_Exercise brief_
Report the lines of the data below that contain the string "enum".
BEGIN Supplied data
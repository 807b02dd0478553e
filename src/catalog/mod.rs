//! Near-Earth Object catalog integration.
//!
//! Sits outside the impact estimator: it fetches catalog data, narrows each
//! object to a diameter and velocity, and hands those to the simulator form.
//!
//! Requests run on the IO task pool. `CatalogState` tracks progress for the UI.

pub mod client;
pub mod config;
pub mod model;

use bevy::prelude::*;
use bevy::tasks::{IoTaskPool, Task, block_on, futures_lite::future};

use crate::impact::{SimulateImpact, run_simulation};
use crate::types::SimulatorInputs;

pub use client::CatalogClient;
pub use config::CatalogConfig;
pub use model::{CatalogPage, NeoObject, NeoSummary};

/// Number of objects shown from a browse page.
pub const DISPLAY_LIMIT: usize = 10;

/// Errors from configuring or querying the catalog.
#[derive(thiserror::Error, Debug)]
pub enum CatalogError {
    #[error("no API key configured (set NASA_API_KEY)")]
    MissingApiKey,

    #[error("invalid catalog configuration: {0}")]
    InvalidConfig(String),

    #[error("catalog request failed: {0}")]
    Http(#[from] reqwest::Error),

    #[error("unexpected catalog response: {0}")]
    Decode(#[from] serde_json::Error),

    #[error("catalog id is empty")]
    EmptyId,

    #[error("invalid catalog id {0:?}")]
    InvalidId(String),
}

/// Catalog configuration captured once at startup.
///
/// Holds the configuration error instead of a config when the environment is
/// incomplete, so the UI can explain why fetching is unavailable.
#[derive(Resource)]
pub struct CatalogSettings {
    pub config: Result<CatalogConfig, CatalogError>,
}

impl CatalogSettings {
    /// Settings read from the process environment.
    pub fn from_env() -> Self {
        Self {
            config: CatalogConfig::from_env(),
        }
    }

    /// Settings with an explicit configuration.
    pub fn with_config(config: CatalogConfig) -> Self {
        Self { config: Ok(config) }
    }

    /// Settings with fetching disabled.
    pub fn disabled(reason: CatalogError) -> Self {
        Self { config: Err(reason) }
    }

    /// Why fetching is unavailable, if it is.
    pub fn unavailable_reason(&self) -> Option<String> {
        self.config.as_ref().err().map(ToString::to_string)
    }
}

/// Message requesting the first browse page.
#[derive(Message, Clone, Copy, Debug, Default)]
pub struct FetchCatalog;

/// Message requesting a single object by id.
#[derive(Message, Clone, Debug)]
pub struct LookupNeo {
    pub id: String,
}

/// Message copying a catalog entry into the simulator and running it.
#[derive(Message, Clone, Debug)]
pub struct UseCatalogEntry(pub NeoSummary);

/// Progress of the most recent catalog request.
#[derive(Resource, Clone, Debug, Default, PartialEq)]
pub enum CatalogState {
    /// Nothing requested yet.
    #[default]
    Idle,
    /// A request is in flight.
    Loading,
    /// The request finished; entries are in catalog order.
    Loaded(Vec<NeoSummary>),
    /// The request failed with this message.
    Failed(String),
}

impl CatalogState {
    pub fn is_loading(&self) -> bool {
        matches!(self, CatalogState::Loading)
    }
}

/// A pending catalog request.
#[derive(Clone, Debug, PartialEq, Eq)]
pub enum CatalogRequest {
    Browse,
    Lookup(String),
}

/// In-flight request task, if any.
#[derive(Resource, Default)]
pub struct CatalogTask(pub Option<Task<Result<Vec<NeoSummary>, CatalogError>>>);

/// Perform a catalog request synchronously.
pub fn fetch_summaries(
    config: CatalogConfig,
    request: CatalogRequest,
) -> Result<Vec<NeoSummary>, CatalogError> {
    let client = CatalogClient::new(config)?;
    match request {
        CatalogRequest::Browse => Ok(client.browse()?.summaries(DISPLAY_LIMIT)),
        CatalogRequest::Lookup(id) => Ok(client.lookup(&id)?.summary().into_iter().collect()),
    }
}

/// Start a request for the latest `FetchCatalog` / `LookupNeo` message.
///
/// A lookup in the same frame wins over a browse. Starting a request drops
/// (and so cancels) any request still in flight.
pub fn start_catalog_requests(
    mut fetches: MessageReader<FetchCatalog>,
    mut lookups: MessageReader<LookupNeo>,
    settings: Res<CatalogSettings>,
    mut state: ResMut<CatalogState>,
    mut task: ResMut<CatalogTask>,
) {
    let wants_browse = fetches.read().next().is_some();
    fetches.clear();
    let lookup = lookups.read().last().map(|l| l.id.clone());

    let request = match (lookup, wants_browse) {
        (Some(id), _) => match client::validate_id(&id) {
            Ok(id) => CatalogRequest::Lookup(id.to_string()),
            Err(e) => {
                warn!("Catalog lookup rejected: {e}");
                *state = CatalogState::Failed(e.to_string());
                return;
            }
        },
        (None, true) => CatalogRequest::Browse,
        (None, false) => return,
    };

    let config = match &settings.config {
        Ok(config) => config.clone(),
        Err(e) => {
            warn!("Catalog unavailable: {e}");
            *state = CatalogState::Failed(e.to_string());
            return;
        }
    };

    info!("Requesting catalog data: {:?}", request);
    let pool = IoTaskPool::get();
    task.0 = Some(pool.spawn(async move { fetch_summaries(config, request) }));
    *state = CatalogState::Loading;
}

/// Move a finished request into `CatalogState`.
pub fn poll_catalog_task(mut task: ResMut<CatalogTask>, mut state: ResMut<CatalogState>) {
    let Some(pending) = task.0.as_mut() else {
        return;
    };
    let Some(result) = block_on(future::poll_once(pending)) else {
        return;
    };
    task.0 = None;

    *state = match result {
        Ok(entries) => {
            info!("Fetched {} catalog objects", entries.len());
            CatalogState::Loaded(entries)
        }
        Err(e) => {
            warn!("Failed to fetch catalog data: {e}");
            CatalogState::Failed(e.to_string())
        }
    };
}

/// Copy selected catalog entries into the simulator form and run them.
pub fn apply_catalog_selection(
    mut selections: MessageReader<UseCatalogEntry>,
    mut inputs: ResMut<SimulatorInputs>,
    mut simulate: MessageWriter<SimulateImpact>,
) {
    for UseCatalogEntry(entry) in selections.read() {
        let Some(input) = entry.impact_input() else {
            warn!("{} lacks a usable diameter or velocity", entry.name);
            continue;
        };
        info!(
            "Simulating {} ({:.1} m at {:.2} km/s)",
            entry.name, input.diameter_m, input.velocity_km_s
        );
        inputs.load_from_catalog(&entry.name, input.diameter_m, input.velocity_km_s);
        simulate.write(SimulateImpact);
    }
}

/// Plugin providing catalog fetching.
///
/// Reads `CatalogSettings` from the environment unless one was inserted first.
/// Expects `ImpactPlugin` for the simulator resources.
pub struct CatalogPlugin;

impl Plugin for CatalogPlugin {
    fn build(&self, app: &mut App) {
        if !app.world().contains_resource::<CatalogSettings>() {
            let settings = CatalogSettings::from_env();
            if let Some(reason) = settings.unavailable_reason() {
                warn!("Catalog browsing disabled: {reason}");
            }
            app.insert_resource(settings);
        }

        app.add_message::<FetchCatalog>()
            .add_message::<LookupNeo>()
            .add_message::<UseCatalogEntry>()
            .init_resource::<CatalogState>()
            .init_resource::<CatalogTask>()
            .add_systems(
                Update,
                (
                    start_catalog_requests,
                    poll_catalog_task,
                    apply_catalog_selection.before(run_simulation),
                ),
            );
    }
}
END Supplied data
_Solution_
pub enum CatalogError {
pub enum CatalogState {
pub enum CatalogRequest {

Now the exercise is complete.